AI System
This document explains how the computer players work in Notty.
Overview
Computer players in Notty use Q-Learning, a reinforcement learning technique, to make strategic decisions. The AI learns from experience and improves over time.
Q-Learning Basics
Q-Learning is a type of machine learning where an agent learns to make decisions by:
- Observing the current state of the game
- Choosing an action to perform
- Receiving a reward based on the outcome
- Learning from the reward to improve future decisions
Key Concepts
- State: The current situation in the game (hand size, deck size, etc.)
- Action: What the AI can do (draw cards, steal, discard, etc.)
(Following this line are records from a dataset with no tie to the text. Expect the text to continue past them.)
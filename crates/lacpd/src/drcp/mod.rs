//! Distributed Relay Control Protocol: portal state and machines
//! (802.1AX-2014 clause 9).
//!
//! Each Distributed Relay runs as one portal actor owning the Portal
//! System, Gateway and Aggregator machines plus the per-IPP Receive,
//! Periodic and Network/IPL machines, with the same inbox/effects design
//! as the port actors.

pub mod conversation;
pub mod gateway_vector;
pub mod machines;
pub mod portal;

use crate::error::{ConfigError, ConfigResult};
use crate::system::LacpSystem;
use serde::{Deserialize, Serialize};
use sonic_lacp_types::MacAddress;
use std::time::Duration;
use tokio::sync::{mpsc, oneshot, watch};
use tracing::{info, warn};

use machines::aggregator::AggEvent;
use machines::gateway::GatewayEvent;
use machines::ipp_periodic::IppPeriodicEvent;
use machines::ipp_rx::IppRxEvent;
use machines::net_ipl::NetIplEvent;
use machines::ps::PsEvent;

/// Parameters for creating a Distributed Relay.
#[derive(Debug, Clone, Deserialize)]
pub struct DistributedRelayConfig {
    pub name: String,
    /// Shared portal identity; must match on both portal systems.
    pub portal_addr: MacAddress,
    #[serde(default = "default_portal_priority")]
    pub portal_priority: u16,
    /// This system's number within the portal: 1 or 2.
    pub system_number: u8,
    /// The LACP aggregator this relay fronts.
    pub aggregator_id: u32,
    pub aggregator_mac: MacAddress,
    #[serde(default = "default_portal_priority")]
    pub aggregator_priority: u16,
    pub admin_aggregator_key: u16,
    /// The intra-portal link's port number.
    pub ipp_port: u16,
    #[serde(default)]
    pub three_system: bool,
    /// Overrides applied on top of the default VID time-sharing map:
    /// (conversation id, portal system preference list).
    #[serde(default)]
    pub gateway_assignments: Vec<(u16, Vec<u8>)>,
}

fn default_portal_priority() -> u16 {
    32768
}

/// Timers of one portal.
#[derive(Debug, Clone, Copy, PartialEq, Eq, Hash)]
pub enum PortalTimerKind {
    IppCurrentWhile,
    IppPeriodic,
}

/// External events delivered to a portal actor.
#[derive(Debug)]
pub enum PortalEvent {
    Begin,
    /// A raw frame arrived on the intra-portal link.
    IppFrame(Vec<u8>),
    Timer(PortalTimerKind),
    /// The fronted LACP aggregator changed (keys, membership).
    AggregatorChanged,
    Kill(oneshot::Sender<()>),
}

/// An event addressed to one of the portal's machines.
#[derive(Debug)]
pub enum PortalMachineInput {
    Ps(PsEvent),
    Gateway(GatewayEvent),
    Agg(AggEvent),
    IppRx(IppRxEvent),
    IppPeriodic(IppPeriodicEvent),
    NetIpl(NetIplEvent),
}

/// Side effects produced by a portal machine step.
#[derive(Debug)]
pub enum PortalAction {
    Machine(PortalMachineInput),
    StartTimer(PortalTimerKind, Duration),
    StopTimer(PortalTimerKind),
    /// Transmit a DRCPDU on the intra-portal link.
    NttIpp,
}

pub type PortalActions = Vec<PortalAction>;

/// Read-only operational view of a portal.
#[derive(Debug, Clone, Serialize)]
pub struct DrOperView {
    pub name: String,
    pub system_number: u8,
    pub ps_state: &'static str,
    pub gateway_state: &'static str,
    pub aggregator_state: &'static str,
    pub ipp_rx_state: &'static str,
    pub ipp_periodic_state: &'static str,
    pub net_ipl_state: &'static str,
    /// Conversation ids this portal system gateways.
    pub gateway_conversations: Vec<u16>,
    /// Conversation ids carried by locally collected frames.
    pub port_conversations: Vec<u16>,
    pub gateway_digest: [u8; 16],
    pub differ_portal: bool,
    pub drcpdu_rx: u64,
    pub drcpdu_tx: u64,
    pub parse_errors: u64,
}

/// Handle for delivering events to a portal actor.
#[derive(Debug, Clone)]
pub struct PortalHandle {
    pub name: String,
    pub(crate) events: mpsc::UnboundedSender<PortalEvent>,
    pub snapshot: watch::Receiver<DrOperView>,
}

impl PortalHandle {
    pub(crate) fn send(&self, event: PortalEvent) {
        if self.events.send(event).is_err() {
            warn!(portal = %self.name, "event for stopped portal actor dropped");
        }
    }

    pub fn deliver_frame(&self, _port: u16, frame: Vec<u8>) {
        self.send(PortalEvent::IppFrame(frame));
    }

    pub fn same_portal(&self, other: &PortalHandle) -> bool {
        self.events.same_channel(&other.events)
    }
}

impl LacpSystem {
    /// Creates a Distributed Relay and starts its portal actor.
    pub async fn create_dr(&self, config: DistributedRelayConfig) -> ConfigResult<()> {
        if config.three_system {
            return Err(ConfigError::ThreeSystemPortal);
        }
        if !(1..=2).contains(&config.system_number) {
            return Err(ConfigError::InvalidPortalSystemNumber(config.system_number));
        }
        if self.portal(&config.name).is_some() {
            return Err(ConfigError::DuplicatePortal(config.name));
        }

        let name = config.name.clone();
        let ipp_port = config.ipp_port;
        let handle = portal::spawn_portal(config, self.clone());
        self.insert_portal(name.clone(), handle.clone(), ipp_port);
        handle.send(PortalEvent::Begin);
        info!(portal = %name, "distributed relay created");
        Ok(())
    }

    /// Deletes a Distributed Relay, stopping its actor with a barrier.
    pub async fn delete_dr(&self, name: &str) -> ConfigResult<()> {
        let handle = self
            .remove_portal(name)
            .ok_or_else(|| ConfigError::UnknownPortal(name.to_string()))?;
        let (ack_tx, ack_rx) = oneshot::channel();
        handle.send(PortalEvent::Kill(ack_tx));
        let _ = ack_rx.await;
        info!(portal = name, "distributed relay deleted");
        Ok(())
    }

    /// The current operational view of a Distributed Relay.
    pub fn dr_view(&self, name: &str) -> Option<DrOperView> {
        self.portal(name).map(|h| h.snapshot.borrow().clone())
    }
}
//! Per-IPP Periodic Transmission machine (802.1AX-2014 9.4.15), the DRCP
//! mirror of the LACP periodic machine.

use crate::drcp::portal::PortalVars;
use crate::drcp::{PortalAction, PortalActions, PortalTimerKind};
use crate::fsm::StateHolder;
use crate::timers::{FAST_PERIODIC, SLOW_PERIODIC};

#[derive(Debug, Clone, Copy, PartialEq, Eq)]
pub enum IppPeriodicState {
    NoPeriodic,
    FastPeriodic,
    SlowPeriodic,
    PeriodicTx,
}

#[derive(Debug)]
pub enum IppPeriodicEvent {
    Begin,
    Evaluate,
    TimerExpired,
}

#[derive(Debug)]
pub struct IppPeriodicMachine {
    state: StateHolder<IppPeriodicState>,
}

impl IppPeriodicMachine {
    pub fn new(owner: u32) -> Self {
        IppPeriodicMachine {
            state: StateHolder::new("drcp-ipp-periodic", owner, IppPeriodicState::NoPeriodic),
        }
    }

    pub fn state_name(&self) -> &'static str {
        match self.state.current() {
            IppPeriodicState::NoPeriodic => "NO_PERIODIC",
            IppPeriodicState::FastPeriodic => "FAST_PERIODIC",
            IppPeriodicState::SlowPeriodic => "SLOW_PERIODIC",
            IppPeriodicState::PeriodicTx => "PERIODIC_TX",
        }
    }

    /// The neighbor wants fast DRCPDUs until it has learned us.
    fn fast_wanted(vars: &PortalVars) -> bool {
        !vars.ipp.neighbor.valid || vars.ipp.neighbor.state.short_timeout()
    }

    pub fn on_event(
        &mut self,
        vars: &mut PortalVars,
        event: IppPeriodicEvent,
        actions: &mut PortalActions,
    ) {
        match event {
            IppPeriodicEvent::Begin => {
                self.state.transition(IppPeriodicState::NoPeriodic);
                self.enter_fast(actions);
            }
            IppPeriodicEvent::Evaluate => match self.state.current() {
                IppPeriodicState::NoPeriodic => self.enter_fast(actions),
                IppPeriodicState::FastPeriodic => {
                    if !Self::fast_wanted(vars) {
                        self.enter_slow(actions);
                    }
                }
                IppPeriodicState::SlowPeriodic => {
                    if Self::fast_wanted(vars) {
                        self.periodic_tx(vars, actions);
                    }
                }
                IppPeriodicState::PeriodicTx => {}
            },
            IppPeriodicEvent::TimerExpired => match self.state.current() {
                IppPeriodicState::FastPeriodic | IppPeriodicState::SlowPeriodic => {
                    self.periodic_tx(vars, actions)
                }
                _ => self.state.ignored(&event),
            },
        }
    }

    fn enter_fast(&mut self, actions: &mut PortalActions) {
        self.state.transition(IppPeriodicState::FastPeriodic);
        actions.push(PortalAction::StartTimer(
            PortalTimerKind::IppPeriodic,
            FAST_PERIODIC,
        ));
    }

    fn enter_slow(&mut self, actions: &mut PortalActions) {
        self.state.transition(IppPeriodicState::SlowPeriodic);
        actions.push(PortalAction::StartTimer(
            PortalTimerKind::IppPeriodic,
            SLOW_PERIODIC,
        ));
    }

    fn periodic_tx(&mut self, vars: &PortalVars, actions: &mut PortalActions) {
        self.state.transition(IppPeriodicState::PeriodicTx);
        actions.push(PortalAction::NttIpp);
        if Self::fast_wanted(vars) {
            self.enter_fast(actions);
        } else {
            self.enter_slow(actions);
        }
    }
}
- Reward: Points given for good or bad actions
- Q-Table: A lookup table that stores the value of each action in each state
How the AI Works
State Representation
The AI simplifies the game state into four features:
- Hand size bucket: 0-4 cards, 5-9 cards, 10-14 cards, or 15-20 cards
- Deck size bucket: Low (<30), Medium (30-59), or High (≥60)
- Can discard: Whether the AI can discard a valid group
- Opponent hand size: Average hand size of other players (bucketed)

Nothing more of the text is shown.